BRIEF DESCRIPTION OF THE DRAWINGS
[0017] The accompanying drawings are included to provide a further
understanding of the invention, and are incorporated in and
constitute a part of this specification. The drawings illustrate
embodiments of the invention and, together with the description,
serve to explain the principles of the invention in the
drawings:
[0018] FIG. 1 shows a basic idea of proposed method that generates
a revision history of a stego-document as a camouflage for data
hiding in accordance with one embodiment of the present
invention.
[0019] FIG. 2 shows a flow chart of the data hiding method proposed
in accordance with one embodiment of the present invention.

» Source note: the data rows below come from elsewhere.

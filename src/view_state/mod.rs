//! View-state layer - layout computation for the render core
//!
//! Pure code: nothing in here touches a paint layer, a widget, or a timer.
//!
//! # Module Structure
//!
//! - `height_index`: HeightIndex - O(log n) screen-row prefix sums via Fenwick tree
//! - `layout_engine`: ViewportLayoutEngine - row window, extents, scrollbar needs, autosize
//! - `row_window`: RowWindow - the painted rows and their fully-visible subset
//! - `scrollbar`: Axis, ScrollbarVisibility, ScrollbarThickness

pub mod height_index;
pub mod layout_engine;
pub mod row_window;
pub mod scrollbar;

pub use height_index::HeightIndex;
pub use layout_engine::{LayoutEffect, LayoutPass, ViewportLayoutEngine};
pub use row_window::RowWindow;
pub use scrollbar::{Axis, ScrollbarThickness, ScrollbarVisibility};
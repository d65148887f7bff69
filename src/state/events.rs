//! Render lifecycle events and their listeners.
//!
//! Listeners observe the renderer but never hold it. Anything a listener
//! wants the renderer to do goes into [`ListenerRequests`], which the
//! renderer carries out after every listener has run.

use crate::model::{ChangeMask, ViewportSize};
use crate::view_state::ScrollbarVisibility;

/// Events the renderer emits.
#[derive(Debug, Clone, Copy, PartialEq)]
pub enum RenderEvent {
    /// Emitted after the guard tier of a pass, before any layout.
    BeforeRender,
    /// Emitted after all layers were updated.
    AfterRender,
    /// The cached size changed.
    Resize {
        /// Size before the change.
        old: ViewportSize,
    },
    /// A scrollbar was shown or hidden.
    ScrollbarVisibilityChanged(ScrollbarVisibility),
}

/// Work listeners ask the renderer to do once the event has been delivered.
#[derive(Debug, Clone, Copy, Default, PartialEq, Eq)]
pub struct ListenerRequests {
    /// Re-measure the container; `Some(true)` forces a synchronous render.
    pub resize: Option<bool>,
    /// Change reasons to schedule.
    pub schedule: ChangeMask,
}

impl ListenerRequests {
    /// Ask for a resize. A forced request wins over an unforced one.
    pub fn request_resize(&mut self, force: bool) {
        self.resize = Some(self.resize.unwrap_or(false) || force);
    }

    /// Ask for change reasons to be scheduled.
    pub fn request_schedule(&mut self, changes: ChangeMask) {
        self.schedule |= changes;
    }

    /// True if no listener asked for anything.
    pub fn is_empty(&self) -> bool {
        self.resize.is_none() && self.schedule.is_empty()
    }

    fn merge(&mut self, other: Self) {
        if let Some(force) = other.resize {
            self.request_resize(force);
        }
        self.schedule |= other.schedule;
    }
}

/// Handle returned by [`EventEmitter::on`].
#[derive(Debug, Clone, Copy, PartialEq, Eq, Hash)]
pub struct ListenerId(u64);

/// A render event listener.
pub type Listener = Box<dyn FnMut(&RenderEvent, &mut ListenerRequests)>;

/// Ordered list of listeners.
#[derive(Default)]
pub struct EventEmitter {
    listeners: Vec<(ListenerId, Listener)>,
    next_id: u64,
}

impl std::fmt::Debug for EventEmitter {
    fn fmt(&self, f: &mut std::fmt::Formatter<'_>) -> std::fmt::Result {
        f.debug_struct("EventEmitter")
            .field("listeners", &self.listeners.len())
            .finish()
    }
}

impl EventEmitter {
    /// Register a listener; listeners run in registration order.
    pub fn on(&mut self, listener: Listener) -> ListenerId {
        let id = ListenerId(self.next_id);
        self.next_id += 1;
        self.listeners.push((id, listener));
        id
    }

    /// Remove a listener. Returns `false` for an unknown id.
    pub fn off(&mut self, id: ListenerId) -> bool {
        let before = self.listeners.len();
        self.listeners.retain(|(listener_id, _)| *listener_id != id);
        self.listeners.len() != before
    }

    /// Deliver `event` to every listener and collect their requests.
    pub fn emit(&mut self, event: &RenderEvent) -> ListenerRequests {
        let mut requests = ListenerRequests::default();
        for (_, listener) in &mut self.listeners {
            let mut own = ListenerRequests::default();
            listener(event, &mut own);
            requests.merge(own);
        }
        requests
    }

    /// Number of registered listeners.
    pub fn len(&self) -> usize {
        self.listeners.len()
    }

    /// True if nobody is listening.
    pub fn is_empty(&self) -> bool {
        self.listeners.is_empty()
    }
}
//! Scrollbar visibility and thickness.

use serde::Serialize;

/// Scroll axis.
#[derive(Debug, Clone, Copy, PartialEq, Eq, Hash, Serialize)]
#[serde(rename_all = "lowercase")]
pub enum Axis {
    /// Left/right; the bar runs along the bottom edge.
    Horizontal,
    /// Up/down; the bar runs along the right edge.
    Vertical,
}

/// Which scrollbars are currently shown.
///
/// Only the layout engine flips these, and only when the computed need
/// differs from the stored value, so a flip is always observable as a
/// change.
#[derive(Debug, Clone, Copy, PartialEq, Eq, Default, Serialize)]
pub struct ScrollbarVisibility {
    /// Horizontal bar shown.
    pub horizontal: bool,
    /// Vertical bar shown.
    pub vertical: bool,
}

impl ScrollbarVisibility {
    /// Visibility of one bar.
    pub fn get(&self, axis: Axis) -> bool {
        match axis {
            Axis::Horizontal => self.horizontal,
            Axis::Vertical => self.vertical,
        }
    }

    /// Store the need for one bar.
    ///
    /// # Returns
    /// `true` if the visibility flipped.
    pub fn set(&mut self, axis: Axis, visible: bool) -> bool {
        let slot = match axis {
            Axis::Horizontal => &mut self.horizontal,
            Axis::Vertical => &mut self.vertical,
        };
        let changed = *slot != visible;
        *slot = visible;
        changed
    }
}

/// Space each scrollbar takes from the scroller while shown.
#[derive(Debug, Clone, Copy, PartialEq, Default)]
pub struct ScrollbarThickness {
    /// Height of the horizontal bar.
    pub horizontal: f64,
    /// Width of the vertical bar.
    pub vertical: f64,
}

impl ScrollbarThickness {
    /// Thickness of one bar, or zero when it is hidden.
    pub fn effective(&self, axis: Axis, visibility: ScrollbarVisibility) -> f64 {
        if !visibility.get(axis) {
            return 0.0;
        }
        match axis {
            Axis::Horizontal => self.horizontal,
            Axis::Vertical => self.vertical,
        }
    }
}

#[cfg(test)]
mod tests {
    use super::*;

    #[test]
    fn test_set_reports_flips_only() {
        let mut visibility = ScrollbarVisibility::default();
        assert!(visibility.set(Axis::Horizontal, true));
        assert!(!visibility.set(Axis::Horizontal, true));
        assert!(!visibility.set(Axis::Vertical, false));
        assert!(visibility.get(Axis::Horizontal));
        assert!(!visibility.get(Axis::Vertical));
    }

    #[test]
    fn test_hidden_bars_take_no_space() {
        let thickness = ScrollbarThickness {
            horizontal: 12.0,
            vertical: 14.0,
        };
        let visibility = ScrollbarVisibility {
            horizontal: false,
            vertical: true,
        };
        assert_eq!(thickness.effective(Axis::Horizontal, visibility), 0.0);
        assert_eq!(thickness.effective(Axis::Vertical, visibility), 14.0);
    }
}
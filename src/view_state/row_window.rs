//! Rows kept live by the current layer configuration.

use crate::model::LayerConfig;
use serde::Serialize;

/// Document rows painted by the last layout pass.
///
/// Derived from a [`LayerConfig`]; the fully-visible queries account for
/// the sub-row pixel offset of a partially scrolled first row.
///
/// # Invariants
/// - `first_row <= last_row`
/// - Every row whose pixel span intersects the viewport lies in
///   `first_row..=last_row`
#[derive(Debug, Clone, Copy, PartialEq, Serialize)]
pub struct RowWindow {
    /// First document row (inclusive).
    pub first_row: usize,
    /// Last document row (inclusive).
    pub last_row: usize,
    /// Screen row of `first_row`.
    pub first_row_screen: usize,
    /// Pixels of `first_row` scrolled above the viewport top.
    pub vertical_offset: f64,
    /// Height of one screen row.
    pub line_height: f64,
    /// Viewport height.
    pub height: f64,
}

impl RowWindow {
    /// Window described by a layer configuration.
    pub fn from_config(config: &LayerConfig) -> Self {
        Self {
            first_row: config.first_row,
            last_row: config.last_row.max(config.first_row),
            first_row_screen: config.first_row_screen,
            vertical_offset: config.vertical_offset,
            line_height: config.line_height,
            height: config.height,
        }
    }

    /// Number of rows in the window.
    pub fn len(&self) -> usize {
        self.last_row - self.first_row + 1
    }

    /// A window always holds at least one row.
    pub fn is_empty(&self) -> bool {
        false
    }

    /// True if `row` is painted.
    pub fn contains(&self, row: usize) -> bool {
        (self.first_row..=self.last_row).contains(&row)
    }

    /// Iterate over the painted rows.
    pub fn rows(&self) -> impl Iterator<Item = usize> {
        self.first_row..=self.last_row
    }

    /// First row whose top edge is not cut off.
    pub fn first_fully_visible_row(&self) -> usize {
        self.first_row + usize::from(self.vertical_offset != 0.0)
    }

    /// Last row whose bottom edge is not cut off.
    ///
    /// Can be one less than `first_row` when the viewport is shorter than a
    /// row; saturates at zero.
    pub fn last_fully_visible_row(&self) -> usize {
        if self.line_height <= 0.0 {
            return self.first_row;
        }
        let rows = ((self.height + self.vertical_offset) / self.line_height).floor();
        (self.first_row + rows.max(0.0) as usize).saturating_sub(1)
    }
}

#[cfg(test)]
mod tests {
    use super::*;

    fn window(first: usize, last: usize, offset: f64) -> RowWindow {
        RowWindow::from_config(&LayerConfig {
            first_row: first,
            last_row: last,
            first_row_screen: first,
            vertical_offset: offset,
            line_height: 16.0,
            height: 320.0,
            ..LayerConfig::default()
        })
    }

    #[test]
    fn test_aligned_window_first_row_is_fully_visible() {
        let w = window(0, 20, 0.0);
        assert_eq!(w.first_fully_visible_row(), 0);
        assert_eq!(w.last_fully_visible_row(), 19);
        assert_eq!(w.len(), 21);
    }

    #[test]
    fn test_partially_scrolled_first_row_is_not_fully_visible() {
        let w = window(10, 31, 6.0);
        assert_eq!(w.first_fully_visible_row(), 11);
        assert_eq!(w.last_fully_visible_row(), 29);
    }

    #[test]
    fn test_rows_iterates_inclusive_range() {
        let w = window(3, 5, 0.0);
        assert_eq!(w.rows().collect::<Vec<_>>(), vec![3, 4, 5]);
        assert!(w.contains(5));
        assert!(!w.contains(6));
        assert!(!w.is_empty());
    }
}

[0020] FIG. 3 shows a detailed flow chart of the step S12 in FIG.
2.
[0021] FIG. 4 shows an illustrative diagram of construction order
of collaborative writing database and revision generation
order.
[0022] FIG. 5 shows an illustration of encoding authors of
revisions for data hiding in accordance with one embodiment of the
present invention.
[0023] FIGS. 6A-6G show an example of generated stego-document with
input secret message "Art is long, life is short" according to one
embodiment of the present invention.
DESCRIPTION OF THE PREFERRED EMBODIMENTS
[0024] Reference will now be made in detail to the preferred
embodiments of the present invention, examples of which are
illustrated in the accompanying drawings. Wherever possible, the
same reference numbers are used in the drawings and the description
to refer to the same or like parts. The embodiments described below
are illustrated to demonstrate the technical contents and
characteristics of the present invention and to enable the persons
skilled in the art to understand, make, and use the present
invention. However, it shall be noticed that, it is not intended to
limit the scope of the present invention. Therefore, any equivalent
modification or variation according to the spirit of the present
invention is to be also included within the scope of the present
invention.
[0025] The present invention discloses a data hiding method via
revision records on a collaboration platform. The basic idea of
proposed method is shown as FIG. 1. As input of a plurality of
articles or documents, a user selects one of them as a cover
document 14 to hide a secret message 16 into it. A collaboration
platform 10 is used to simulate a multi-user collaborative-writing
process, which utilizes multiple virtual authors 20 to
collaboratively revise the cover document 14 into various different
versions and conceal the secret message 16 into the
collaborative-writing process. Therefore, a stego-document 18 which
includes revision records and seems like being collaboratively
edited by the plurality of virtual authors 20 is generated. The
revision records and articles are stored in a collaborative
database 12.
[0026] FIG. 2 shows a flow chart of the data hiding method proposed
according to one embodiment of the present invention. As shown in
the step of S10, a collaborative database is constructed, which
comprises articles and revision records. For articles, they can be
collected from Wikipedia since there were about 4.2 million
articles in the English Wikipedia, which is a very large knowledge
repository and suitable as a source for constructing the database.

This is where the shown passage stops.